Planting her feet, yanking with everything she had, she jerked the creature's neck just enough that it missed its target. It snapped its jaws in frustration and cut off its flames, jerking Rapunzel across the floor as she heaved and slipped on the glass, drawing the beast's maw tighter with each tug and snap. It surged against its impromptu muzzle, threatening to rip right through her hair.

The guards reappeared then, shouting to one another or to her or the dragon, she couldn't tell. A single swipe of its tail and they were all thrown across the room, putting their shouting to an abrupt and bone crushing end.

It shook its head and she flew clean off her feet, to whip across the room, and skid across the ground, glass shards nicking into her face and fingers as she held on for dear life. Her flight ended when she smashed into a column, the breath forced from her lungs, her chest and back and sides exploding with pain.

She looked up in a daze, groaning and bloody. Her vision blurred and her ears rung and all she could see were a pair of yellow eyes and a trickle of green smoke.

Suddenly it was hard to breathe. She was dizzy and not entirely sure she could keep her legs under her. She swallowed and met the dragon's gaze.

Her hand clinked against something as it reached to the floor in an effort to push herself up, and she looked down in mild curiosity to see one of the larger shards of glass, shattered to a razor sharp point.

And then she had a plan – a stupid, crazy plan.
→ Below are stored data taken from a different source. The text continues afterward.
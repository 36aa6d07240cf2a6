//! Notification list endpoints.

use axum::Json;
use axum::extract::{Path, State};
use serde_json::{Value, json};

use crate::app::SharedState;
use crate::notification::{self, NewNotification, alerts};

/// GET /api/notifications
pub async fn get_notifications(State(state): State<SharedState>) -> Json<Value> {
    let (notifications, unread_count) = state.notifications().snapshot().await;
    let permission = state.push().permission().await;
    Json(json!({
        "notifications": notifications,
        "unread_count": unread_count,
        "permission": permission,
    }))
}

/// POST /api/notifications. Inject a notification.
///
/// Lets collaborators surface an alert without constructing one
/// directly; id and timestamp are assigned here.
pub async fn add_notification(
    State(state): State<SharedState>,
    Json(new): Json<NewNotification>,
) -> Json<Value> {
    let entry = notification::publish(&state, new).await;
    Json(json!({ "notification": entry }))
}

/// POST /api/notifications/{id}/read
pub async fn mark_read(State(state): State<SharedState>, Path(id): Path<String>) -> Json<Value> {
    state.notifications().mark_read(&id).await;
    Json(json!({ "status": "ok" }))
}

/// POST /api/notifications/read-all
pub async fn mark_all_read(State(state): State<SharedState>) -> Json<Value> {
    state.notifications().mark_all_read().await;
    Json(json!({ "status": "ok" }))
}

/// DELETE /api/notifications/{id}
pub async fn clear_notification(
    State(state): State<SharedState>,
    Path(id): Path<String>,
) -> Json<Value> {
    state.notifications().clear(&id).await;
    Json(json!({ "status": "ok" }))
}

/// DELETE /api/notifications
pub async fn clear_notifications(State(state): State<SharedState>) -> Json<Value> {
    state.notifications().clear_all().await;
    Json(json!({ "status": "ok" }))
}

/// POST /api/alerts/dismiss. User interacted with the visible alert.
pub async fn dismiss_alert(State(_state): State<SharedState>) -> Json<Value> {
    alerts::dismiss().await;
    Json(json!({ "status": "ok" }))
}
But she was a hero. She was magical. She was proud and amazing, and she was not going down like this.

She stood, staring down the monster, the glass shard cutting into her fingers, blood dripping into her eye.

Maleficent twitched once, then let loose a roar and another burst of flame as Rapunzel threw herself to the side, rolling behind a pillar. The blast at her back licked around either side of the column, and she breathed through the pain until the flames weakened and she slipped back out into the main hall. She ducked a swing of its tail and skidded on her knees up to its claws, twisting out of the way to dodge a swipe from its talons.
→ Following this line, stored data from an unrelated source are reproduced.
use std::time::Duration;

use tokio::time::sleep;

use crate::app::SharedState;
use crate::notification::alerts;

pub async fn graceful_shutdown(state: &SharedState) {
    tracing::info!("Shutdown sequence started");

    state.shutdown_token().cancel();
    tracing::info!("Shutdown: background loops cancelled");

    if let Some(tx) = state.take_feed_shutdown().await {
        if tx.send(()).await.is_ok() {
            tracing::info!("Shutdown: feed stop signal sent");
        } else {
            tracing::warn!("Shutdown: failed to send feed stop signal");
        }
    }

    alerts::close().await;
    tracing::info!("Shutdown: alert worker closed");

    sleep(Duration::from_millis(200)).await;
    tracing::info!("Shutdown sequence completed");
}
//! Kindle Render - Renderer seam and 2D camera
//!
//! This crate does not draw anything itself. It defines the `Canvas` trait
//! a 2D renderer implements, packed `PixelFormat`s, and the `Camera` that
//! owns a render target texture on that canvas. `RecordingCanvas` records
//! calls for tests and headless tools.

mod camera;
mod canvas;
mod recording;

pub use camera::Camera;
pub use canvas::{Canvas, PixelFormat};
pub use recording::{CanvasCall, RecordedTexture, RecordingCanvas};
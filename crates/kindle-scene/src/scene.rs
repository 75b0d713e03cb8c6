//! A scene: world, camera and the three system passes

use crate::system::{DrawSchedule, Schedule};
use hecs::World;
use kindle_core::{Color, Rect, Result};
use kindle_render::{Camera, Canvas};

/// One screen of a game: an ECS world viewed through a camera.
///
/// `update` runs the update schedule. `draw` renders the draw schedule into
/// the camera's texture, stretches that texture onto the camera viewport of
/// the window, then runs the gui schedule on top in window coordinates.
pub struct Scene<C: Canvas + ?Sized> {
    world: World,
    camera: Camera<C::Texture>,
    update: Schedule,
    draw: DrawSchedule<C>,
    gui: DrawSchedule<C>,
    background: Color,
}

impl<C: Canvas + ?Sized> Scene<C> {
    /// Create a scene with empty schedules and an opaque black background
    pub fn new(world: World, camera: Camera<C::Texture>) -> Self {
        Self {
            world,
            camera,
            update: Schedule::new(),
            draw: DrawSchedule::new(),
            gui: DrawSchedule::new(),
            background: Color::BLACK,
        }
    }

    pub fn with_schedules(
        mut self,
        update: Schedule,
        draw: DrawSchedule<C>,
        gui: DrawSchedule<C>,
    ) -> Self {
        self.update = update;
        self.draw = draw;
        self.gui = gui;
        self
    }

    pub fn world(&self) -> &World {
        &self.world
    }

    pub fn world_mut(&mut self) -> &mut World {
        &mut self.world
    }

    pub fn camera(&self) -> &Camera<C::Texture> {
        &self.camera
    }

    pub fn camera_mut(&mut self) -> &mut Camera<C::Texture> {
        &mut self.camera
    }

    pub fn update_schedule(&mut self) -> &mut Schedule {
        &mut self.update
    }

    pub fn draw_schedule(&mut self) -> &mut DrawSchedule<C> {
        &mut self.draw
    }

    pub fn gui_schedule(&mut self) -> &mut DrawSchedule<C> {
        &mut self.gui
    }

    pub fn update(&mut self, delta: f32) -> Result<()> {
        self.update.run(&mut self.world, delta)
    }

    pub fn draw(&mut self, canvas: &mut C, delta: f32) -> Result<()> {
        let target = self.camera.render_target();
        canvas.set_render_target(Some(target))?;
        canvas.set_draw_color(self.background);
        canvas.clear()?;
        canvas.set_viewport(None)?;

        self.draw.run(&self.world, canvas, delta)?;

        let viewport = self.camera.viewport();
        canvas.set_render_target(None)?;
        canvas.set_draw_color(self.background);
        canvas.clear()?;
        canvas.set_viewport(Some(viewport))?;

        let size = self.camera.size();
        canvas.copy_rotated(
            self.camera.render_target(),
            Rect::new(0, 0, size.x, size.y),
            Rect::new(0, 0, viewport.w, viewport.h),
            self.camera.rotation(),
        )?;

        self.gui.run(&self.world, canvas, delta)?;

        canvas.present();
        Ok(())
    }

    pub fn background(&self) -> Color {
        self.background
    }

    pub fn set_background(&mut self, color: Color) {
        self.background = color;
    }

    /// Background packed in the camera's pixel format
    pub fn background_packed(&self) -> u32 {
        self.camera.pixel_format().pack(self.background)
    }

    /// Set the background from a pixel in the camera's pixel format
    pub fn set_background_packed(&mut self, pixel: u32) {
        self.background = self.camera.pixel_format().unpack(pixel);
    }
}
In one movement, she stabbed into the creature's leg, a howl bursting from its jaws, and looped her hair around its foot, bringing in to its knees. She yanked the shard out, black blood hissing into the air, and pushed herself onto its leg, using it like a step onto its spiny back. Clinging to its spines as it shook, she stabbed her glass shard into the dragon's back wherever she could as she stole up its neck, her grip slipping through the blood on her fingers.

The beast bent and twisted, swiping at her with its talons once more, but with another yank of her hair, it dropped to its knees again with a pained snarl.

And then she was on its head, where there was nothing to hold onto but its fire-breathing nostrils and its huge sharp teeth, and wasting no time where she could fall from its bucking form, she plunged her glass shard into its eye. She leapt free as it threw its head back and howled.

She dropped hard to the floor and rolled before finding her feet again.

The world spun, or maybe it was the pounding of the dragon's feet that shook the floor. It thrashed, great billows of flame scorching the ceiling, until it dropped its head and glowered at her through its one good eye.

Her legs were shaking and the pain in her chest had only intensified. Bits of her hair were singed or torn.

So she dodged. But not fast enough. A fireball hit her shoulder, throwing her backwards as pain exploded through her arm, through her neck, across her skin, eating her from the inside out like a curse.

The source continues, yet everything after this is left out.